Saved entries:
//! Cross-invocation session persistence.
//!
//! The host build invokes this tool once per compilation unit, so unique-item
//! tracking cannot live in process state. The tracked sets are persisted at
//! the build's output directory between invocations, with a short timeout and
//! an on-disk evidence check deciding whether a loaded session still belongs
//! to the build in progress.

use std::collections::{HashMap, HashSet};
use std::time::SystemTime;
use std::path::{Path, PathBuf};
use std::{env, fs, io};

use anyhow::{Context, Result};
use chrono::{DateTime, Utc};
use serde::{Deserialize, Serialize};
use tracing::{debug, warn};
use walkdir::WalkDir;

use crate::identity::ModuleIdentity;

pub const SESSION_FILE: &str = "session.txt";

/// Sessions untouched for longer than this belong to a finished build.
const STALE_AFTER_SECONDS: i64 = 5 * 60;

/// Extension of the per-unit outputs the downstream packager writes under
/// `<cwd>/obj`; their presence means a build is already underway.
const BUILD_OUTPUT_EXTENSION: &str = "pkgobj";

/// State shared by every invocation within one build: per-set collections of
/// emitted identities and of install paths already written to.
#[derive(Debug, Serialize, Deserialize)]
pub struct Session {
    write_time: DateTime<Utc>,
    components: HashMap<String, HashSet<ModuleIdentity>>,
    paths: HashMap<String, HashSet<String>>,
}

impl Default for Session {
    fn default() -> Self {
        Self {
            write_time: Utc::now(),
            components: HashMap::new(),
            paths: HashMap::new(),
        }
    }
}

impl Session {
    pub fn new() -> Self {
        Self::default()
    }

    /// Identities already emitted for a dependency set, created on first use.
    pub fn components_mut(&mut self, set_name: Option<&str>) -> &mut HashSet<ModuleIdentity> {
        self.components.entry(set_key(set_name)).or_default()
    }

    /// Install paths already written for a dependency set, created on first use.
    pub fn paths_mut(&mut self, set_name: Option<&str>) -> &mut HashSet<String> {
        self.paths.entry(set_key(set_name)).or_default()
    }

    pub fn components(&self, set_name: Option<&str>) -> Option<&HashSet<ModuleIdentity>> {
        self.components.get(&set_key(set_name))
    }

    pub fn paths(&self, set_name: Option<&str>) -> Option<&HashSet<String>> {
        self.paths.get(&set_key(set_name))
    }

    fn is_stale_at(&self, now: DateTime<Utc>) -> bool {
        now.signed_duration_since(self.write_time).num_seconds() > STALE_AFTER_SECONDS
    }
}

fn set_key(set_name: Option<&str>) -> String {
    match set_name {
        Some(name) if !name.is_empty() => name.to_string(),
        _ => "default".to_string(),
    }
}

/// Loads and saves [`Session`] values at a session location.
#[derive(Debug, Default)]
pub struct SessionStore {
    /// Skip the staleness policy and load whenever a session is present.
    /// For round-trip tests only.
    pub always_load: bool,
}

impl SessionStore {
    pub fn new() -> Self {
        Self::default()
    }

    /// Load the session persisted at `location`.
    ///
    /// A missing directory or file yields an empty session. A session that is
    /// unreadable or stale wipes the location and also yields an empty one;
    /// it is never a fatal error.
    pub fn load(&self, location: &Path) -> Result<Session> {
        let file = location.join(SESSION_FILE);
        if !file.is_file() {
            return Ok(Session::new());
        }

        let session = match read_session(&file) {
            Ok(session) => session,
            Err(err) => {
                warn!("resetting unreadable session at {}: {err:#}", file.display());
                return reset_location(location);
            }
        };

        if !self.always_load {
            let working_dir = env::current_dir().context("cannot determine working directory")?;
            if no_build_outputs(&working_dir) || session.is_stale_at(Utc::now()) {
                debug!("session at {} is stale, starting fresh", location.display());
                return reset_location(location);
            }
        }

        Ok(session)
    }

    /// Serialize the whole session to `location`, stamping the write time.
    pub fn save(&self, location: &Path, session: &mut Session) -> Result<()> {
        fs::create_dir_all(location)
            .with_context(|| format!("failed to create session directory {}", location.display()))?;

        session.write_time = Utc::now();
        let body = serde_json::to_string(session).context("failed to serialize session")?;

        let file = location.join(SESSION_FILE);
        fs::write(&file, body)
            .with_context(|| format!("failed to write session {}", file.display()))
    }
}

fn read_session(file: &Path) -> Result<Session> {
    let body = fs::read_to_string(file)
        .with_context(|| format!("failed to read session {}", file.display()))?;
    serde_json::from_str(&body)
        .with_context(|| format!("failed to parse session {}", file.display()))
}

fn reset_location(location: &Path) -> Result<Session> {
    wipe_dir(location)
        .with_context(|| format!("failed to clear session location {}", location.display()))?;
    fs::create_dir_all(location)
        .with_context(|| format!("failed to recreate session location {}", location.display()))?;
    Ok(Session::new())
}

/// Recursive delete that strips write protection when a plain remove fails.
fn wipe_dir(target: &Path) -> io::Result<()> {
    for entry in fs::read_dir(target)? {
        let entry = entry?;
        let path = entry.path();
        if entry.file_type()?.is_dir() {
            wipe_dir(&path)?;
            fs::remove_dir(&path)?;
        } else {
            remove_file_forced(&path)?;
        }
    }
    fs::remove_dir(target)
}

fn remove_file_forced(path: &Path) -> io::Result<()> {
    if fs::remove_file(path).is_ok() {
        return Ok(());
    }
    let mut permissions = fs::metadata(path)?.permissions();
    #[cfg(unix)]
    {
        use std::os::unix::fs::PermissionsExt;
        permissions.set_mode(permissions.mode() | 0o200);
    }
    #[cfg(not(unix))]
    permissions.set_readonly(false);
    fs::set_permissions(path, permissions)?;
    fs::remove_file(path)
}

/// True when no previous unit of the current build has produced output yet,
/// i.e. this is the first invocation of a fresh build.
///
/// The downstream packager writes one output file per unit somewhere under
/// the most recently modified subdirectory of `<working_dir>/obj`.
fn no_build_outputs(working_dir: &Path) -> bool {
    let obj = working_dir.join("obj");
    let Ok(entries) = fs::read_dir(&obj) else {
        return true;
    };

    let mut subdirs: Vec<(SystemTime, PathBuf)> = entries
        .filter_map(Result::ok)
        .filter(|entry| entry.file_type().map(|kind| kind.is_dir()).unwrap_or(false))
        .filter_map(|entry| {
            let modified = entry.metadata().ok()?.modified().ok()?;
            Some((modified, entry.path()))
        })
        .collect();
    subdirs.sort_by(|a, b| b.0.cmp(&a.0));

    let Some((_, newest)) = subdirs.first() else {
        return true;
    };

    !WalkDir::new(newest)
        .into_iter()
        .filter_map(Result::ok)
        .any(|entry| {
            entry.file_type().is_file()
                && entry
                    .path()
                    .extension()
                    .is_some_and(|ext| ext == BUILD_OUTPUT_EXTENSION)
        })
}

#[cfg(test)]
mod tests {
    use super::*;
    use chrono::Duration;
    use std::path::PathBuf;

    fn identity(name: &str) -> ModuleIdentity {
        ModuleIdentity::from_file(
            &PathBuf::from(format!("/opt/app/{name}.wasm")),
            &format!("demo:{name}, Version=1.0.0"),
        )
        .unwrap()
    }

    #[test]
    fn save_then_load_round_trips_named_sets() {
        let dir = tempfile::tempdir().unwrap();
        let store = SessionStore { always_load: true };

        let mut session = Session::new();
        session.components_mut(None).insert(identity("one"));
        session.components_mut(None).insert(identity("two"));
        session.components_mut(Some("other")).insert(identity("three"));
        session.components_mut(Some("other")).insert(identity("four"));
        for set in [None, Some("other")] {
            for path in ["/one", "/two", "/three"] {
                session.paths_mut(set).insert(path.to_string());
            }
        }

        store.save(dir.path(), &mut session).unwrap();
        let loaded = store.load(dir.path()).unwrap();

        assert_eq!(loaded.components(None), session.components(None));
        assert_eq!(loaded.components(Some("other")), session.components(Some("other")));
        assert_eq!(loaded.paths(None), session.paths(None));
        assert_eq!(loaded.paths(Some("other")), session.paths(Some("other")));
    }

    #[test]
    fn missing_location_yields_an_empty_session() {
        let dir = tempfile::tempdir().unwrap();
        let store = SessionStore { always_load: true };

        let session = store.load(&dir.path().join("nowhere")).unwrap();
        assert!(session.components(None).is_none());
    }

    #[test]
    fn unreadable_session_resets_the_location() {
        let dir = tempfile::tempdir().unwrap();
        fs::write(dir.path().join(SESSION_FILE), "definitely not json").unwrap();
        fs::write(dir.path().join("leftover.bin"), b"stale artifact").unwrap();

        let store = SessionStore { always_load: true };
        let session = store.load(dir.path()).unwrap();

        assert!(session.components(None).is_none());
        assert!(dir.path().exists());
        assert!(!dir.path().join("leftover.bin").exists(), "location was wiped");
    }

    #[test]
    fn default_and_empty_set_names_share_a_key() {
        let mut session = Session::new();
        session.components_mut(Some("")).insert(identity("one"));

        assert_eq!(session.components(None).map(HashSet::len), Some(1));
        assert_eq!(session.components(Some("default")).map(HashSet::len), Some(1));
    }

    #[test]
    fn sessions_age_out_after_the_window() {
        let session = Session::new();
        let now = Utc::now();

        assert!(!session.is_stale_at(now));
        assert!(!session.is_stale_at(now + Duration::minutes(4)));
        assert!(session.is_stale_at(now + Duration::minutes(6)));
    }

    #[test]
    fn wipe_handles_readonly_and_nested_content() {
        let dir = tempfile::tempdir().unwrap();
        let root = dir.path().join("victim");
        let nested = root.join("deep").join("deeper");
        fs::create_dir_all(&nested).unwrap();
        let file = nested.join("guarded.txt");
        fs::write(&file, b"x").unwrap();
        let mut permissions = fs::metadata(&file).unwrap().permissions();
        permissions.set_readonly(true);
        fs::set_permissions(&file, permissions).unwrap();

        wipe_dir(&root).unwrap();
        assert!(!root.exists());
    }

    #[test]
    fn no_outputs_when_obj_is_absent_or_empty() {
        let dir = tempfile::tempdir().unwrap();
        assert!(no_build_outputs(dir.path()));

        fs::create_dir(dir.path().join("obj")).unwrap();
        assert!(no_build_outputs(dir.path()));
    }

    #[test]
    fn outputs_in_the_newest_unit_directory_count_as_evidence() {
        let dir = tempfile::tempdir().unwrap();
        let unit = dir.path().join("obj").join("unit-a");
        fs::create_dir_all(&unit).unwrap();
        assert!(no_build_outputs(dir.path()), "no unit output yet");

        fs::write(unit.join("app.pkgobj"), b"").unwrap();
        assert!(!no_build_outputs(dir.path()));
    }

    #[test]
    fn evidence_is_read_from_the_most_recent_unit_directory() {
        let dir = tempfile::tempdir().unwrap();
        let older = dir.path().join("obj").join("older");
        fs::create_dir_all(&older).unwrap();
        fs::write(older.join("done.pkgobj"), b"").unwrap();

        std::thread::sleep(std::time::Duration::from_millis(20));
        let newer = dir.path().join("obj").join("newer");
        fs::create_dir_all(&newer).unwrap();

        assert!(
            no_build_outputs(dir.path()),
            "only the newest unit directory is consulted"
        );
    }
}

What is required: All lines from the beginning of the entries through the line marked "short timeout and" are to be output exactly; nothing else belongs in the answer.

Reply:
//! Cross-invocation session persistence.
//!
//! The host build invokes this tool once per compilation unit, so unique-item
//! tracking cannot live in process state. The tracked sets are persisted at
//! the build's output directory between invocations, with a short timeout and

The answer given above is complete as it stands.